==== Supplied data

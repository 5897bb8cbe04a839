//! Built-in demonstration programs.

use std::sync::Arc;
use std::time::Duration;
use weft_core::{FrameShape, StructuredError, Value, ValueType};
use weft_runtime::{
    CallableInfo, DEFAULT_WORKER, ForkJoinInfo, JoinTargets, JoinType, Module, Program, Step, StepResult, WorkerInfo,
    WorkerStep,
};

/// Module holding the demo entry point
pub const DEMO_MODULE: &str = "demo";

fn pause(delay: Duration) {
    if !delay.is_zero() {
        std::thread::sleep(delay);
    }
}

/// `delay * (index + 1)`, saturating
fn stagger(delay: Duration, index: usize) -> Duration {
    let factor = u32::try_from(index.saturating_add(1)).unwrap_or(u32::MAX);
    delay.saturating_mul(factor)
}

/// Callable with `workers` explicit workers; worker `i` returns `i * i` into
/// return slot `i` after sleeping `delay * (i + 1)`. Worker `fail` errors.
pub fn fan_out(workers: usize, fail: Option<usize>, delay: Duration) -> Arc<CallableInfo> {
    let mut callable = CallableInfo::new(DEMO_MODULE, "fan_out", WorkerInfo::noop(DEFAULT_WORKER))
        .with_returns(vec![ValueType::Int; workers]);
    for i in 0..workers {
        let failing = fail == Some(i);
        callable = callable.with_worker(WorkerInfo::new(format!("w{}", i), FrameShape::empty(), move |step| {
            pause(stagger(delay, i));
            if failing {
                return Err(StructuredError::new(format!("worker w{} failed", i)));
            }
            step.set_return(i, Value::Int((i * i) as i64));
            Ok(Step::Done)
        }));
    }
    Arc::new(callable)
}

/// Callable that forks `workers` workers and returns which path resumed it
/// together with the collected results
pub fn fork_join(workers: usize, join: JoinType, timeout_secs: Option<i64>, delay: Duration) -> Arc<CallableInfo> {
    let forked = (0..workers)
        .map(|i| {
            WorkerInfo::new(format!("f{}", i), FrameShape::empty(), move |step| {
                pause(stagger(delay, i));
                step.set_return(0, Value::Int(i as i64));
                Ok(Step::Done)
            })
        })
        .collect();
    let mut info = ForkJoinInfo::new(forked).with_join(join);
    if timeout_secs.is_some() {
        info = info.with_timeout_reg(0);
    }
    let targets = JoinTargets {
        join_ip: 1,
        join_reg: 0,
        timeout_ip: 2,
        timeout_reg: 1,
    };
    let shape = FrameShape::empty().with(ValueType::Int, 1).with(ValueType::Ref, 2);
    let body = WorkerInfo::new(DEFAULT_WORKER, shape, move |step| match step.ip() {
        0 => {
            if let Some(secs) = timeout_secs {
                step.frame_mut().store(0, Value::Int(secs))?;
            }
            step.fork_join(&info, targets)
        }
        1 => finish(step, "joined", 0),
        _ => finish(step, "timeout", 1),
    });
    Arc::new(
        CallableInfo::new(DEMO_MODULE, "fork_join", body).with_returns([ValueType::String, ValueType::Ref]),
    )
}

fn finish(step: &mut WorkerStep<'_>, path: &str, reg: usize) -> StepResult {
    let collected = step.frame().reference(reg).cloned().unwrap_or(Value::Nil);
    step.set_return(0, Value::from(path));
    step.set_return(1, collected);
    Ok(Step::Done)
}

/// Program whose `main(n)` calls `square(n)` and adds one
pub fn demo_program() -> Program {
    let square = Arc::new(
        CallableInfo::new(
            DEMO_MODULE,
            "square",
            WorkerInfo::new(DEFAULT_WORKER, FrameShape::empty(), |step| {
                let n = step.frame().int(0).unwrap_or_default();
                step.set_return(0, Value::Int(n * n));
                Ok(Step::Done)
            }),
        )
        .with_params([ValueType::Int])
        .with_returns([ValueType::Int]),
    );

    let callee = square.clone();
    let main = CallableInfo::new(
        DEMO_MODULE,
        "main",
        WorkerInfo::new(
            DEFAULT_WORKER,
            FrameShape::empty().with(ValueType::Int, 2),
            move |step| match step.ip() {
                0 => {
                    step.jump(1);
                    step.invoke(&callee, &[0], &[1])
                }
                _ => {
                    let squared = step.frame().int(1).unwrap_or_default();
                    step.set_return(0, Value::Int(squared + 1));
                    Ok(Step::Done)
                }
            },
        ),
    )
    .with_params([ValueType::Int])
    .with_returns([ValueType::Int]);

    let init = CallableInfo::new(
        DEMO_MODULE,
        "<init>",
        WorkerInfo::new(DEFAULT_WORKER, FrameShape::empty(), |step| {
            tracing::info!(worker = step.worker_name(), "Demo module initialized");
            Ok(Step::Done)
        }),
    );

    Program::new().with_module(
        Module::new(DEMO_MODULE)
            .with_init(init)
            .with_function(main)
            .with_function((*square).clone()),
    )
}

========

- [Exercise requirements] Retype the records above exactly, from their first line through the line that contains "the collected results", and stop there.

- [Answer box]
repository 5897bb8cbe04a839
//! Built-in demonstration programs.

use std::sync::Arc;
use std::time::Duration;
use weft_core::{FrameShape, StructuredError, Value, ValueType};
use weft_runtime::{
    CallableInfo, DEFAULT_WORKER, ForkJoinInfo, JoinTargets, JoinType, Module, Program, Step, StepResult, WorkerInfo,
    WorkerStep,
};

/// Module holding the demo entry point
pub const DEMO_MODULE: &str = "demo";

fn pause(delay: Duration) {
    if !delay.is_zero() {
        std::thread::sleep(delay);
    }
}

/// `delay * (index + 1)`, saturating
fn stagger(delay: Duration, index: usize) -> Duration {
    let factor = u32::try_from(index.saturating_add(1)).unwrap_or(u32::MAX);
    delay.saturating_mul(factor)
}

/// Callable with `workers` explicit workers; worker `i` returns `i * i` into
/// return slot `i` after sleeping `delay * (i + 1)`. Worker `fail` errors.
pub fn fan_out(workers: usize, fail: Option<usize>, delay: Duration) -> Arc<CallableInfo> {
    let mut callable = CallableInfo::new(DEMO_MODULE, "fan_out", WorkerInfo::noop(DEFAULT_WORKER))
        .with_returns(vec![ValueType::Int; workers]);
    for i in 0..workers {
        let failing = fail == Some(i);
        callable = callable.with_worker(WorkerInfo::new(format!("w{}", i), FrameShape::empty(), move |step| {
            pause(stagger(delay, i));
            if failing {
                return Err(StructuredError::new(format!("worker w{} failed", i)));
            }
            step.set_return(i, Value::Int((i * i) as i64));
            Ok(Step::Done)
        }));
    }
    Arc::new(callable)
}

/// Callable that forks `workers` workers and returns which path resumed it
/// together with the collected results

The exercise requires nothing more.